** About this exercise **
Write only the number of lines below in which "where" occurs.
Material supplied Block Start
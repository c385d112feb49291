use alloc::string::String;
use alloc::vec::Vec;

use crate::block::padded_byte_len;
#[cfg(test)]
use crate::block::BLOCK_SIZE;
use crate::error::{Error, Result};
use crate::header::{validate_required_keywords, Card, HduType};
use crate::value::Value;

/// The type of FITS extension, determined by the XTENSION keyword value.
#[derive(Debug, Clone, Copy, PartialEq, Eq)]
pub enum ExtensionType {
    /// XTENSION = 'IMAGE'.
    Image,
    /// XTENSION = 'TABLE'.
    AsciiTable,
    /// XTENSION = 'BINTABLE'.
    BinaryTable,
}

impl ExtensionType {
    fn as_str(&self) -> &'static str {
        match self {
            ExtensionType::Image => "IMAGE",
            ExtensionType::AsciiTable => "TABLE",
            ExtensionType::BinaryTable => "BINTABLE",
        }
    }

    fn hdu_type(&self) -> HduType {
        match self {
            ExtensionType::Image => HduType::Image,
            ExtensionType::AsciiTable => HduType::AsciiTable,
            ExtensionType::BinaryTable => HduType::BinaryTable,
        }
    }
}

/// A parsed FITS extension header with all mandatory keyword values extracted.
#[derive(Debug, Clone, PartialEq)]
pub struct ExtensionHeader {
    /// The extension type (IMAGE, TABLE, or BINTABLE).
    pub xtension: ExtensionType,
    /// Bits per pixel / data value.
    pub bitpix: i64,
    /// Number of axes.
    pub naxis: usize,
    /// Axis dimensions (NAXIS1, NAXIS2, ...).
    pub naxes: Vec<usize>,
    /// Parameter count (heap size for binary tables).
    pub pcount: usize,
    /// Group count (always 1 for standard extensions).
    pub gcount: usize,
    /// All header cards from this extension.
    pub cards: Vec<Card>,
}

impl ExtensionHeader {
    /// Compute the number of data bytes described by this extension header.
    ///
    /// Per the FITS standard the data size is:
    ///   `|BITPIX|/8 * NAXIS1 * NAXIS2 * ... * NAXISn + PCOUNT`
    /// for binary tables (where BITPIX=8 so it simplifies to the product of
    /// axes plus PCOUNT for the heap). For images, PCOUNT is typically 0.
    /// If NAXIS is 0, the data size is 0 (no data follows).
    pub fn data_byte_count(&self) -> usize {
        if self.naxis == 0 || self.naxes.is_empty() {
            return 0;
        }
        let bytes_per_value = (self.bitpix.unsigned_abs() as usize) / 8;
        let product: usize = self.naxes.iter().product();
        bytes_per_value * product + self.pcount
    }

    /// Compute the padded data byte count, rounded up to the next multiple
    /// of the FITS block size (2880 bytes).
    pub fn data_padded_byte_count(&self) -> usize {
        padded_byte_len(self.data_byte_count())
    }
}

/// Pad a keyword name to 8 bytes with trailing ASCII spaces.
fn kw(name: &[u8]) -> [u8; 8] {
    let mut buf = [b' '; 8];
    let len = name.len().min(8);
    buf[..len].copy_from_slice(&name[..len]);
    buf
}

fn find_keyword<'a>(cards: &'a [Card], name: &[u8; 8]) -> Option<&'a Card> {
    cards.iter().find(|c| &c.keyword == name)
}

fn missing_keyword(name: &'static str) -> Error {
    Error::HeaderConsistency(alloc::format!("missing mandatory keyword {name}"))
}

fn extract_integer(card: &Card, keyword_name: &'static str) -> Result<i64> {
    match &card.value {
        Some(Value::Integer(n)) => Ok(*n),
        _ => Err(Error::HeaderConsistency(alloc::format!(
            "{keyword_name} must have an integer value"
        ))),
    }
}

fn extract_usize(card: &Card, keyword_name: &'static str) -> Result<usize> {
    let n = extract_integer(card, keyword_name)?;
    if n < 0 {
        return Err(Error::HeaderConsistency(alloc::format!(
            "{keyword_name} must not be negative"
        )));
    }
    Ok(n as usize)
}

/// Parse an XTENSION keyword value and determine the extension type.
fn parse_extension_type(cards: &[Card]) -> Result<ExtensionType> {
    let xtension_card = cards.first().ok_or_else(|| missing_keyword("XTENSION"))?;
    if xtension_card.keyword != kw(b"XTENSION") {
        return Err(missing_keyword("XTENSION"));
    }

    match &xtension_card.value {
        Some(Value::String(s)) => match s.trim() {
            "IMAGE" => Ok(ExtensionType::Image),
            "TABLE" => Ok(ExtensionType::AsciiTable),
            "BINTABLE" => Ok(ExtensionType::BinaryTable),
            other => Err(Error::HeaderConsistency(alloc::format!(
                "unsupported XTENSION value: {other}"
            ))),
        },
        _ => Err(Error::HeaderConsistency(String::from(
            "XTENSION value must be a string",
        ))),
    }
}

/// Parse an extension header from a slice of cards.
///
/// Reads the XTENSION keyword to determine the extension type, then extracts
/// all shared mandatory keywords (BITPIX, NAXIS, NAXISn, PCOUNT, GCOUNT) and
/// validates the header against the FITS standard.
pub fn parse_extension_header(cards: &[Card]) -> Result<ExtensionHeader> {
    let ext_type = parse_extension_type(cards)?;

    validate_required_keywords(ext_type.hdu_type(), cards)?;

    let bitpix_card = find_keyword(cards, &kw(b"BITPIX")).ok_or_else(|| missing_keyword("BITPIX"))?;
    let bitpix = extract_integer(bitpix_card, "BITPIX")?;

    let naxis_card = find_keyword(cards, &kw(b"NAXIS")).ok_or_else(|| missing_keyword("NAXIS"))?;
    let naxis = extract_usize(naxis_card, "NAXIS")?;

    let mut naxes = Vec::with_capacity(naxis);
    for i in 1..=naxis {
        let kw_name = alloc::format!("NAXIS{}", i);
        let mut kw_buf = [b' '; 8];
        let len = kw_name.len().min(8);
        kw_buf[..len].copy_from_slice(&kw_name.as_bytes()[..len]);
        let card = find_keyword(cards, &kw_buf).ok_or_else(|| {
            Error::HeaderConsistency(alloc::format!("missing mandatory keyword {kw_name}"))
        })?;
        let val = extract_usize(card, "NAXISn")?;
        naxes.push(val);
    }

    let pcount_card = find_keyword(cards, &kw(b"PCOUNT")).ok_or_else(|| missing_keyword("PCOUNT"))?;
    let pcount = extract_usize(pcount_card, "PCOUNT")?;

    let gcount_card = find_keyword(cards, &kw(b"GCOUNT")).ok_or_else(|| missing_keyword("GCOUNT"))?;
    let gcount = extract_usize(gcount_card, "GCOUNT")?;

    Ok(ExtensionHeader {
        xtension: ext_type,
        bitpix,
        naxis,
        naxes,
        pcount,
        gcount,
        cards: cards.to_vec(),
    })
}

/// Build a sequence of cards for an extension header.
///
/// Creates the mandatory keywords in the order required by the FITS standard:
/// XTENSION, BITPIX, NAXIS, NAXIS1..NAXISn, PCOUNT, GCOUNT.
pub fn build_extension_header(
    ext_type: ExtensionType,
    bitpix: i64,
    naxes: &[usize],
    pcount: usize,
    gcount: usize,
) -> Result<Vec<Card>> {
    let naxis = naxes.len();
    let mut cards = Vec::with_capacity(6 + naxis);

    cards.push(Card {
        keyword: kw(b"XTENSION"),
        value: Some(Value::String(String::from(ext_type.as_str()))),
        comment: None,
    });

    cards.push(Card {
        keyword: kw(b"BITPIX"),
        value: Some(Value::Integer(bitpix)),
        comment: None,
    });

    cards.push(Card {
        keyword: kw(b"NAXIS"),
        value: Some(Value::Integer(naxis as i64)),
        comment: None,
    });

    for (i, &dim) in naxes.iter().enumerate() {
        let kw_name = alloc::format!("NAXIS{}", i + 1);
        let mut kw_buf = [b' '; 8];
        let len = kw_name.len().min(8);
        kw_buf[..len].copy_from_slice(&kw_name.as_bytes()[..len]);
        cards.push(Card {
            keyword: kw_buf,
            value: Some(Value::Integer(dim as i64)),
            comment: None,
        });
    }

    cards.push(Card {
        keyword: kw(b"PCOUNT"),
        value: Some(Value::Integer(pcount as i64)),
        comment: None,
    });

    cards.push(Card {
        keyword: kw(b"GCOUNT"),
        value: Some(Value::Integer(gcount as i64)),
        comment: None,
    });

    Ok(cards)
}
// ---------------------------------------------------------------------------
// meter-sim: gradient orientations with EXTNAME lookup
// ---------------------------------------------------------------------------

#[test]
fn meter_sim_gradient_extnames() {
    let (_, fits) = match load("meter-sim/gradients_all_orientations_labeled.fits") {
        Some(v) => v,
        None => return,
    };

    assert_eq!(fits.len(), 5); // empty primary + 4 gradient extensions

    for name in &[
        "VERT_BRIGHT_BOT_DARK_TOP",
        "HORIZ_BRIGHT_LEFT_DARK_RIGHT",
        "VERT_DARK_BOT_BRIGHT_TOP",
        "HORIZ_DARK_LEFT_BRIGHT_RIGHT",
    ] {
        let hdu = fits
            .find_by_name(name)
            .unwrap_or_else(|| panic!("Missing EXTNAME: {name}"));
        match &hdu.info {
            HduInfo::Image { bitpix, .. } => assert_eq!(*bitpix, -32),
            other => panic!("Expected Image for {name}, got {:?}", other),
        }
    }
}

// ---------------------------------------------------------------------------
// meter-sim: f64 round-trip with value verification
// ---------------------------------------------------------------------------

#[test]
fn meter_sim_roundtrip_f64_values() {
    let (bytes, fits) = match load("meter-sim/roundtrip_f64_multi_hdu.fits") {
        Some(v) => v,
        None => return,
    };

    assert_eq!(fits.len(), 3);

    let image1 = fits.find_by_name("IMAGE1").unwrap();
    match &image1.info {
        HduInfo::Image { bitpix, naxes } => {
            assert_eq!(*bitpix, -64);
            assert_eq!(naxes, &[4, 3]);
        }
        other => panic!("Expected Image, got {:?}", other),
    }

    // Read pixel data â€” all pixels in IMAGE1 should be 1.5
    let img = read_image_data(&bytes, image1).unwrap();
    match img {
        ImageData::F64(v) => {
            assert_eq!(v.len(), 12);
            for (i, &val) in v.iter().enumerate() {
                assert!(
                    (val - 1.5).abs() < 1e-10,
                    "IMAGE1 pixel {i}: expected 1.5, got {val}"
                );
            }
        }
        other => panic!("Expected F64, got {:?}", other),
    }
}

// ---------------------------------------------------------------------------
// meter-sim: extreme aspect ratios with near-degenerate dimensions
// ---------------------------------------------------------------------------

#[test]
fn meter_sim_extreme_aspect_ratios() {
    let (_, fits) = match load("meter-sim/extreme_ratios_panorama_column_1d.fits") {
        Some(v) => v,
        None => return,
    };

    assert_eq!(fits.len(), 5);

    // ROW: 500 x 1 (single row)
    let row = fits.find_by_name("ROW").unwrap();
    match &row.info {
        HduInfo::Image { naxes, .. } => assert_eq!(naxes, &[500, 1]),
        other => panic!("Expected Image for ROW, got {:?}", other),
    }

    // COL: 1 x 500 (single column)
    let col = fits.find_by_name("COL").unwrap();
    match &col.info {
        HduInfo::Image { naxes, .. } => assert_eq!(naxes, &[1, 500]),
        other => panic!("Expected Image for COL, got {:?}", other),
    }
}

// ---------------------------------------------------------------------------
// HEALPix tile (hipsgen)
// ---------------------------------------------------------------------------

#[test]
fn hipsgen_healpix_tile() {
    let (_, fits) = match load("hipsgen/Npix8.fits") {
        Some(v) => v,
        None => return,
    };

    assert_eq!(fits.len(), 1);
    match &fits.primary().info {
        HduInfo::Primary { bitpix, naxes } => {
            assert_eq!(*bitpix, 16);
            assert_eq!(naxes, &[512, 512]);
        }
        other => panic!("Expected Primary, got {:?}", other),
    }
}
/// Serialize column data into padded FITS data bytes for an ASCII table.
///
/// `naxis1` is the row width in bytes.  Each row is written to exactly
/// `naxis1` bytes, space-padded.  The result is padded to a FITS block
/// boundary.
pub fn serialize_ascii_table(
    columns: &[AsciiColumnDescriptor],
    col_data: &[AsciiColumnData],
    naxis1: usize,
) -> Result<Vec<u8>> {
    if columns.len() != col_data.len() {
        return Err(Error::HeaderConsistency(String::from(
            "column descriptor count does not match column data count",
        )));
    }

    let naxis2 = match col_data.first() {
        Some(AsciiColumnData::Character(v)) => v.len(),
        Some(AsciiColumnData::Integer(v)) => v.len(),
        Some(AsciiColumnData::Float(v)) => v.len(),
        None => 0,
    };

    let raw_len = naxis1 * naxis2;
    let padded_len = padded_byte_len(raw_len);
    let mut buf = vec![b' '; padded_len];

    for row in 0..naxis2 {
        let row_start = row * naxis1;
        for (col_idx, (col, data)) in columns.iter().zip(col_data.iter()).enumerate() {
            let field_str = format_ascii_field(data, &col.format, row)?;
            let field_bytes = field_str.as_bytes();
            let dest_start = row_start + col.tbcol;
            let copy_len = field_bytes.len().min(col.format.width());
            if dest_start + copy_len > raw_len {
                return Err(Error::HeaderConsistency(String::from(
                    "column field does not fit within the row",
                )));
            }
            buf[dest_start..dest_start + copy_len].copy_from_slice(&field_bytes[..copy_len]);
            let _ = col_idx;
        }
    }

    // ASCII table data sections pad to the block boundary with spaces, not
    // NUL bytes (unlike IMAGE/BINTABLE); `buf` is already space-filled.
    Ok(buf)
}

/// Build and serialize a complete ASCII table HDU (header + data).
///
/// Returns the combined header and data bytes, each padded to block boundaries.
pub fn serialize_ascii_table_hdu(
    columns: &[AsciiColumnDescriptor],
    col_data: &[AsciiColumnData],
) -> Result<Vec<u8>> {
    let naxis1: usize = columns
        .iter()
        .map(|c| c.tbcol + c.format.width())
        .max()
        .unwrap_or(0);

    let naxis2 = match col_data.first() {
        Some(AsciiColumnData::Character(v)) => v.len(),
        Some(AsciiColumnData::Integer(v)) => v.len(),
        Some(AsciiColumnData::Float(v)) => v.len(),
        None => 0,
    };

    let cards = build_ascii_table_cards(columns, naxis2)?;
    let header_bytes = crate::header::serialize_header(&cards)?;
    let data_bytes = serialize_ascii_table(columns, col_data, naxis1)?;

    let mut result = Vec::with_capacity(header_bytes.len() + data_bytes.len());
    result.extend_from_slice(&header_bytes);
    result.extend_from_slice(&data_bytes);
    Ok(result)
}

// ── Internal Helpers ──

fn ascii_table_dims(hdu: &Hdu) -> Result<(usize, usize, usize)> {
    match &hdu.info {
        HduInfo::AsciiTable {
            naxis1,
            naxis2,
            tfields,
        } => Ok((*naxis1, *naxis2, *tfields)),
        _ => Err(Error::HeaderConsistency(String::from(
            "not an ASCII table HDU",
        ))),
    }
}

fn find_card_string(cards: &[Card], keyword: &str) -> Option<String> {
    cards.iter().find_map(|c| {
        if c.keyword_str() == keyword {
            match &c.value {
                Some(Value::String(s)) => Some(s.trim().into()),
                _ => None,
            }
        } else {
            None
        }
    })
}

fn find_card_integer(cards: &[Card], keyword: &str) -> Option<i64> {
    cards.iter().find_map(|c| {
        if c.keyword_str() == keyword {
            match &c.value {
                Some(Value::Integer(n)) => Some(*n),
                _ => None,
            }
        } else {
            None
        }
    })
}
//! Filename validation and sequence-naming helpers (the "filename guard").
//!
//! Every on-disk entry point (`create`, `save_as`, `copy`, `collect`) routes
//! its target name through [`validate_filename`] before touching the
//! filesystem. [`next_in_sequence`] supports collection-mode workflows that
//! number files as `stemNNN.fits`.

use alloc::format;
use alloc::string::{String, ToString};

use crate::error::{Error, Result};

/// The only extension a FITS filename may carry, compared case-insensitively.
const REQUIRED_EXTENSION: &str = ".fits";

/// Validate a filename against the FITS naming rule: it must end in `.fits`
/// (case-insensitive) and have a non-blank stem before that extension.
///
/// Rejects `" .fits"` (blank stem), `"x"` (missing extension), and `"x.fit"`
/// (wrong extension), per the boundary behaviors this guard exists to
/// enforce.
pub fn validate_filename(name: &str) -> Result<()> {
    if name.len() < REQUIRED_EXTENSION.len() {
        return Err(Error::Filename(name.to_string()));
    }
    let split = name.len() - REQUIRED_EXTENSION.len();
    let (stem, ext) = name.split_at(split);
    if !ext.eq_ignore_ascii_case(REQUIRED_EXTENSION) {
        return Err(Error::Filename(name.to_string()));
    }
    if stem.trim().is_empty() {
        return Err(Error::Filename(name.to_string()));
    }
    Ok(())
}

/// Split a validated filename into `(stem, extension)`, where `extension`
/// includes the leading dot and preserves the caller's original casing.
fn split_stem(name: &str) -> (&str, &str) {
    let split = name.len() - REQUIRED_EXTENSION.len();
    name.split_at(split)
}

/// Suggest the next filename in a numbered sequence, for collection-mode
/// workflows (`frame001.fits`, `frame002.fits`, ...).
///
/// If `name`'s stem ends in ASCII digits, the numeric suffix is incremented
/// by one and re-padded to its original width (growing the width if the
/// increment overflows it, e.g. `frame999.fits` -> `frame1000.fits`). If the
/// stem carries no trailing digits, `001` is appended.
pub fn next_in_sequence(name: &str) -> Result<String> {
    validate_filename(name)?;
    let (stem, ext) = split_stem(name);

    let digit_start = stem
        .rfind(|c: char| !c.is_ascii_digit())
        .map(|i| i + 1)
        .unwrap_or(0);
    let (prefix, digits) = stem.split_at(digit_start);

    if digits.is_empty() {
        return Ok(format!("{stem}001{ext}"));
    }

    let width = digits.len();
    let n: u64 = digits
        .parse()
        .map_err(|_| Error::Filename(name.to_string()))?;
    let next = n + 1;
    Ok(format!("{prefix}{next:0width$}{ext}"))
}
use crate::block::padded_byte_len;
use crate::endian::{
    read_f32_be, read_f64_be, read_i16_be, read_i32_be, read_i64_be, write_f32_be, write_f64_be,
    write_i16_be, write_i32_be, write_i64_be,
};
use crate::error::{Error, Result};
use crate::hdu::{Hdu, HduInfo};
use crate::header::{serialize_header, Card};
use crate::value::Value;

/// The data type of a column in a FITS binary table.
#[derive(Debug, Clone, Copy, PartialEq, Eq)]
pub enum BinaryColumnType {
    /// L -- logical, stored as a single byte (T/F/0).
    Logical,
    /// X -- bit array.
    Bit,
    /// B -- unsigned byte.
    Byte,
    /// I -- 16-bit signed integer.
    Short,
    /// J -- 32-bit signed integer.
    Int,
    /// K -- 64-bit signed integer.
    Long,
    /// E -- 32-bit IEEE float.
    Float,
    /// D -- 64-bit IEEE float.
    Double,
    /// C -- complex: pair of 32-bit IEEE floats.
    ComplexFloat,
    /// M -- complex: pair of 64-bit IEEE floats.
    ComplexDouble,
    /// A -- ASCII character.
    Ascii,
}

/// Describes one column in a binary table.
#[derive(Debug, Clone, PartialEq)]
pub struct BinaryColumnDescriptor {
    /// Column name (from TTYPEn), if present.
    pub name: Option<String>,
    /// Repeat count from TFORMn.
    pub repeat: usize,
    /// The element data type.
    pub col_type: BinaryColumnType,
    /// Total bytes this column occupies per row.
    pub byte_width: usize,
}

/// Column data extracted from a binary table.
#[derive(Debug, Clone, PartialEq)]
pub enum BinaryColumnData {
    Logical(Vec<bool>),
    Byte(Vec<u8>),
    Short(Vec<i16>),
    Int(Vec<i32>),
    Long(Vec<i64>),
    Float(Vec<f32>),
    Double(Vec<f64>),
    ComplexFloat(Vec<(f32, f32)>),
    ComplexDouble(Vec<(f64, f64)>),
    Ascii(Vec<String>),
    Bit(Vec<Vec<u8>>),
}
Material supplied Block End
** Output of the task **
2